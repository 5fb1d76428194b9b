//! Defensive normalization of the provider's loosely-typed search reply.

use crate::paapi::error::PaapiError;
use crate::paapi::models::{NormalizedPrice, ProductSummary, SearchResult};
use serde::Deserialize;
use serde_json::Value;
use tracing::{debug, warn};

/// Top-level reply envelope. Items stay untyped; each one is mapped
/// defensively so a single malformed item never aborts the batch.
#[derive(Debug, Deserialize)]
struct ReplyEnvelope {
    #[serde(rename = "SearchResult")]
    search_result: Option<ItemBlock>,
    #[serde(rename = "Errors")]
    errors: Option<Vec<ProviderFault>>,
    #[serde(rename = "RequestId")]
    request_id: Option<String>,
}

#[derive(Debug, Deserialize)]
struct ItemBlock {
    #[serde(rename = "Items", default)]
    items: Vec<Value>,
}

#[derive(Debug, Deserialize)]
struct ProviderFault {
    #[serde(rename = "Code")]
    code: Option<String>,
    #[serde(rename = "Message")]
    message: Option<String>,
}

/// Parses and normalizes a raw reply into stable product summaries.
///
/// Fails on invalid JSON, on a non-empty provider error list (regardless of
/// HTTP status), or on a non-success status with no error envelope.
pub fn normalize(body: &str, status: u16) -> Result<SearchResult, PaapiError> {
    let envelope: ReplyEnvelope =
        serde_json::from_str(body).map_err(PaapiError::MalformedResponse)?;

    if let Some(faults) = &envelope.errors {
        if !faults.is_empty() {
            let joined = faults
                .iter()
                .map(|fault| {
                    format!(
                        "{}: {}",
                        fault.code.as_deref().unwrap_or("UnknownCode"),
                        fault.message.as_deref().unwrap_or("An unknown error occurred")
                    )
                })
                .collect::<Vec<_>>()
                .join("; ");
            return Err(PaapiError::ProviderRejected(joined));
        }
    }

    if !(200..300).contains(&status) {
        return Err(PaapiError::ProviderRejected(format!(
            "provider returned HTTP status {}",
            status
        )));
    }

    let items = envelope.search_result.map(|block| block.items).unwrap_or_default();
    let products: Vec<ProductSummary> = items
        .iter()
        .filter_map(|item| {
            let product = normalize_item(item);
            if product.is_none() {
                warn!("Skipping search item without an ASIN");
            }
            product
        })
        .collect();

    debug!("Normalized {} of {} items", products.len(), items.len());

    Ok(SearchResult { products, request_id: envelope.request_id })
}

/// Maps one reply item; items without an ASIN are skipped.
fn normalize_item(item: &Value) -> Option<ProductSummary> {
    let asin = item.get("ASIN").and_then(Value::as_str)?.to_string();

    let title =
        str_at(item, "/ItemInfo/Title/DisplayValue").unwrap_or(asin.as_str()).to_string();

    Some(ProductSummary {
        title,
        detail_page_url: str_at(item, "/DetailPageURL").map(String::from),
        price: normalize_price(item),
        rating: coerce_number(item.pointer("/CustomerReviews/StarRating"))
            .map(|stars| stars.clamp(0.0, 5.0)),
        total_reviews: review_count(item),
        image_url: first_str(
            item,
            &[
                "/Images/Primary/Medium/URL",
                "/Images/Primary/Small/URL",
                "/Images/Primary/Large/URL",
            ],
        )
        .map(String::from),
        asin,
    })
}

/// Price of the first offer listing. A listing without a display string is
/// "no price", not a price with empty fields.
fn normalize_price(item: &Value) -> Option<NormalizedPrice> {
    let listing = item.pointer("/Offers/Listings/0")?;
    let display = str_at(listing, "/Price/DisplayAmount")?.to_string();

    Some(NormalizedPrice {
        display,
        amount: coerce_number(listing.pointer("/Price/Amount")),
        currency: str_at(listing, "/Price/Currency").map(String::from),
    })
}

/// The provider reports both a running total and a per-page count; prefer
/// the total.
fn review_count(item: &Value) -> Option<u32> {
    coerce_number(item.pointer("/CustomerReviews/TotalReviewCount"))
        .or_else(|| coerce_number(item.pointer("/CustomerReviews/Count")))
        .map(|count| count.round().max(0.0) as u32)
}

fn str_at<'a>(value: &'a Value, pointer: &str) -> Option<&'a str> {
    value.pointer(pointer).and_then(Value::as_str)
}

fn first_str<'a>(value: &'a Value, pointers: &[&str]) -> Option<&'a str> {
    pointers.iter().find_map(|pointer| str_at(value, pointer))
}

/// Accepts values the provider renders either as JSON numbers or as numeric
/// strings; anything else, and anything non-finite, is discarded.
fn coerce_number(value: Option<&Value>) -> Option<f64> {
    let parsed = match value? {
        Value::Number(number) => number.as_f64(),
        Value::String(text) => text.trim().parse::<f64>().ok(),
        _ => None,
    };
    parsed.filter(|number| number.is_finite())
}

________________

*Exercise instructions*. For every line of the records that has the word "Option" in it, make a copy.

*Task result*.
    search_result: Option<ItemBlock>,
    errors: Option<Vec<ProviderFault>>,
    request_id: Option<String>,
    code: Option<String>,
    message: Option<String>,
fn normalize_item(item: &Value) -> Option<ProductSummary> {
fn normalize_price(item: &Value) -> Option<NormalizedPrice> {
fn review_count(item: &Value) -> Option<u32> {
fn str_at<'a>(value: &'a Value, pointer: &str) -> Option<&'a str> {
fn first_str<'a>(value: &'a Value, pointers: &[&str]) -> Option<&'a str> {
fn coerce_number(value: Option<&Value>) -> Option<f64> {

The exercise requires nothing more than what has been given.